The lines you need are those holding the word "SourceConfig"; pull them from the material.

### MATERIAL TO PROCESS
BEGIN
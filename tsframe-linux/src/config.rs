//! Load config from file and environment.

use std::net::{Ipv4Addr, SocketAddr};
use std::path::{Path, PathBuf};
use std::time::Duration;

use serde::Deserialize;
use tsframe_core::source::{DEFAULT_FRAMES_PER_CLIENT, SEND_RETRY_DELAY};
use tsframe_core::{Mode, ReaderConfig, SourceConfig, Target};

/// What the daemon does.
#[derive(Debug, Clone, Copy, PartialEq, Eq, Default, Deserialize)]
#[serde(rename_all = "snake_case")]
pub enum Role {
    /// Connect to `host:port` and count frames.
    #[default]
    Receive,
    /// Listen on `port` and stream frames to every client.
    Serve,
}

/// Daemon configuration. File: ~/.config/tsframe/config.toml or /etc/tsframe/config.toml.
/// Env overrides: TSFRAME_ROLE, TSFRAME_HOST, TSFRAME_PORT, TSFRAME_MODE, TSFRAME_BACKOFF_MS,
/// TSFRAME_POLL_INTERVAL_MS, TSFRAME_CONNECT_TIMEOUT_MS, TSFRAME_READ_TIMEOUT_MS,
/// TSFRAME_FRAMES_PER_CLIENT, TSFRAME_SOURCE_MODE.
#[derive(Debug, Clone, PartialEq, Eq, Deserialize)]
#[serde(deny_unknown_fields)]
pub struct Config {
    #[serde(default)]
    pub role: Role,
    /// Stream host to read from (receive role).
    #[serde(default = "default_host")]
    pub host: String,
    /// Remote port (receive) or listen port (serve). Default 9999.
    #[serde(default = "default_port")]
    pub port: u16,
    /// Reader strategy (receive role).
    #[serde(default)]
    pub mode: Mode,
    #[serde(default = "default_backoff_ms")]
    pub backoff_ms: u64,
    /// 0 spins.
    #[serde(default)]
    pub poll_interval_ms: u64,
    #[serde(default)]
    pub connect_timeout_ms: Option<u64>,
    #[serde(default)]
    pub read_timeout_ms: Option<u64>,
    #[serde(default = "default_frames_per_client")]
    pub frames_per_client: usize,
    /// Send strategy (serve role).
    #[serde(default)]
    pub source_mode: Mode,
}

fn default_host() -> String {
    "192.168.0.111".to_string()
}
fn default_port() -> u16 {
    9999
}
fn default_backoff_ms() -> u64 {
    1000
}
fn default_frames_per_client() -> usize {
    DEFAULT_FRAMES_PER_CLIENT
}

impl Default for Config {
    fn default() -> Self {
        Self {
            role: Role::default(),
            host: default_host(),
            port: default_port(),
            mode: Mode::default(),
            backoff_ms: default_backoff_ms(),
            poll_interval_ms: 0,
            connect_timeout_ms: None,
            read_timeout_ms: None,
            frames_per_client: default_frames_per_client(),
            source_mode: Mode::default(),
        }
    }
}

impl Config {
    pub fn target(&self) -> Target {
        Target::new(self.host.clone(), self.port)
    }

    pub fn reader_config(&self) -> ReaderConfig {
        ReaderConfig {
            backoff: Duration::from_millis(self.backoff_ms),
            poll_interval: Duration::from_millis(self.poll_interval_ms),
            connect_timeout: self.connect_timeout_ms.map(Duration::from_millis),
            read_timeout: self.read_timeout_ms.map(Duration::from_millis),
        }
    }

    pub fn source_config(&self) -> SourceConfig {
        SourceConfig {
            frames_per_client: self.frames_per_client,
            mode: self.source_mode,
            retry_delay: SEND_RETRY_DELAY,
        }
    }

    /// The source listens on every interface.
    pub fn source_addr(&self) -> SocketAddr {
        SocketAddr::from((Ipv4Addr::UNSPECIFIED, self.port))
    }
}

/// Load config: merge default, then config file (if present), then env vars.
pub fn load() -> Config {
    let mut c = load_file().unwrap_or_default();
    apply_env(&mut c, |key| std::env::var(key).ok());
    c
}

/// Apply overrides from `lookup`. Unparseable values are ignored with a warning.
pub fn apply_env(c: &mut Config, lookup: impl Fn(&str) -> Option<String>) {
    if let Some(s) = lookup("TSFRAME_ROLE") {
        match s.as_str() {
            "receive" => c.role = Role::Receive,
            "serve" => c.role = Role::Serve,
            _ => tracing::warn!(value = %s, "ignoring TSFRAME_ROLE"),
        }
    }
    if let Some(s) = lookup("TSFRAME_HOST") {
        c.host = s;
    }
    override_parsed(&lookup, "TSFRAME_PORT", &mut c.port);
    if let Some(mode) = lookup_mode(&lookup, "TSFRAME_MODE") {
        c.mode = mode;
    }
    override_parsed(&lookup, "TSFRAME_BACKOFF_MS", &mut c.backoff_ms);
    override_parsed(&lookup, "TSFRAME_POLL_INTERVAL_MS", &mut c.poll_interval_ms);
    let mut connect_timeout = 0u64;
    if override_parsed(&lookup, "TSFRAME_CONNECT_TIMEOUT_MS", &mut connect_timeout) {
        c.connect_timeout_ms = Some(connect_timeout);
    }
    let mut read_timeout = 0u64;
    if override_parsed(&lookup, "TSFRAME_READ_TIMEOUT_MS", &mut read_timeout) {
        c.read_timeout_ms = Some(read_timeout);
    }
    override_parsed(&lookup, "TSFRAME_FRAMES_PER_CLIENT", &mut c.frames_per_client);
    if let Some(mode) = lookup_mode(&lookup, "TSFRAME_SOURCE_MODE") {
        c.source_mode = mode;
    }
}

fn override_parsed<T: std::str::FromStr>(
    lookup: &impl Fn(&str) -> Option<String>,
    key: &str,
    slot: &mut T,
) -> bool {
    let Some(s) = lookup(key) else {
        return false;
    };
    match s.parse::<T>() {
        Ok(v) => {
            *slot = v;
            true
        }
        Err(_) => {
            tracing::warn!(key, value = %s, "ignoring unparseable override");
            false
        }
    }
}

fn lookup_mode(lookup: &impl Fn(&str) -> Option<String>, key: &str) -> Option<Mode> {
    let s = lookup(key)?;
    match s.as_str() {
        "blocking" => Some(Mode::Blocking),
        "non_blocking" | "non-blocking" => Some(Mode::NonBlocking),
        _ => {
            tracing::warn!(key, value = %s, "ignoring unknown mode");
            None
        }
    }
}

fn config_paths() -> Vec<PathBuf> {
    let home = std::env::var_os("HOME").map(PathBuf::from);
    let mut out = Vec::new();
    if let Some(h) = home {
        out.push(h.join(".config/tsframe/config.toml"));
    }
    out.push(PathBuf::from("/etc/tsframe/config.toml"));
    out
}

fn load_file() -> Option<Config> {
    let path = config_paths().into_iter().find(|p| p.exists())?;
    load_from(&path)
}

/// Parse one config file. A file that exists but fails to parse falls back to
/// defaults with a warning rather than trying the next path.
pub fn load_from(path: &Path) -> Option<Config> {
    let s = match std::fs::read_to_string(path) {
        Ok(s) => s,
        Err(e) => {
            tracing::warn!(path = %path.display(), error = %e, "config unreadable");
            return None;
        }
    };
    match toml::from_str::<Config>(&s) {
        Ok(c) => {
            tracing::info!(path = %path.display(), "config loaded");
            Some(c)
        }
        Err(e) => {
            tracing::warn!(path = %path.display(), error = %e, "config invalid, using defaults");
            None
        }
    }
}

#[cfg(test)]
mod tests {
    use super::*;
    use std::collections::HashMap;
    use std::io::Write;

    fn env(pairs: &[(&str, &str)]) -> impl Fn(&str) -> Option<String> {
        let map: HashMap<String, String> = pairs
            .iter()
            .map(|(k, v)| (k.to_string(), v.to_string()))
            .collect();
        move |key: &str| map.get(key).cloned()
    }

    #[test]
    fn defaults_match_reference_session() {
        let c = Config::default();
        assert_eq!(c.role, Role::Receive);
        assert_eq!(c.target(), Target::new("192.168.0.111", 9999));
        assert_eq!(c.mode, Mode::Blocking);
        assert_eq!(c.reader_config(), ReaderConfig::default());
        assert_eq!(c.source_config(), SourceConfig::default());
    }

    #[test]
    fn partial_file_keeps_other_defaults() {
        let mut file = tempfile::NamedTempFile::new().unwrap();
        writeln!(
            file,
            "host = \"10.0.0.5\"\nmode = \"non_blocking\"\npoll_interval_ms = 2"
        )
        .unwrap();
        let c = load_from(file.path()).unwrap();
        assert_eq!(c.host, "10.0.0.5");
        assert_eq!(c.mode, Mode::NonBlocking);
        assert_eq!(c.reader_config().poll_interval, Duration::from_millis(2));
        assert_eq!(c.port, 9999);
        assert_eq!(c.backoff_ms, 1000);
    }

    #[test]
    fn unknown_key_is_rejected() {
        let mut file = tempfile::NamedTempFile::new().unwrap();
        writeln!(file, "hots = \"typo\"").unwrap();
        assert!(load_from(file.path()).is_none());
    }

    #[test]
    fn env_overrides_file_values() {
        let mut c = Config::default();
        apply_env(
            &mut c,
            env(&[
                ("TSFRAME_ROLE", "serve"),
                ("TSFRAME_PORT", "1234"),
                ("TSFRAME_MODE", "non-blocking"),
                ("TSFRAME_READ_TIMEOUT_MS", "250"),
                ("TSFRAME_FRAMES_PER_CLIENT", "5"),
                ("TSFRAME_SOURCE_MODE", "non_blocking"),
            ]),
        );
        assert_eq!(c.role, Role::Serve);
        assert_eq!(c.port, 1234);
        assert_eq!(c.mode, Mode::NonBlocking);
        assert_eq!(c.reader_config().read_timeout, Some(Duration::from_millis(250)));
        assert_eq!(c.source_config().frames_per_client, 5);
        assert_eq!(c.source_config().mode, Mode::NonBlocking);
        assert_eq!(c.source_addr().port(), 1234);
    }

    #[test]
    fn bad_env_values_are_ignored() {
        let mut c = Config::default();
        apply_env(
            &mut c,
            env(&[
                ("TSFRAME_PORT", "not-a-port"),
                ("TSFRAME_MODE", "sideways"),
                ("TSFRAME_CONNECT_TIMEOUT_MS", "-1"),
            ]),
        );
        assert_eq!(c, Config::default());
    }
}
END
### RESPONSE
use tsframe_core::{Mode, ReaderConfig, SourceConfig, Target};
    pub fn source_config(&self) -> SourceConfig {
        SourceConfig {
        assert_eq!(c.source_config(), SourceConfig::default());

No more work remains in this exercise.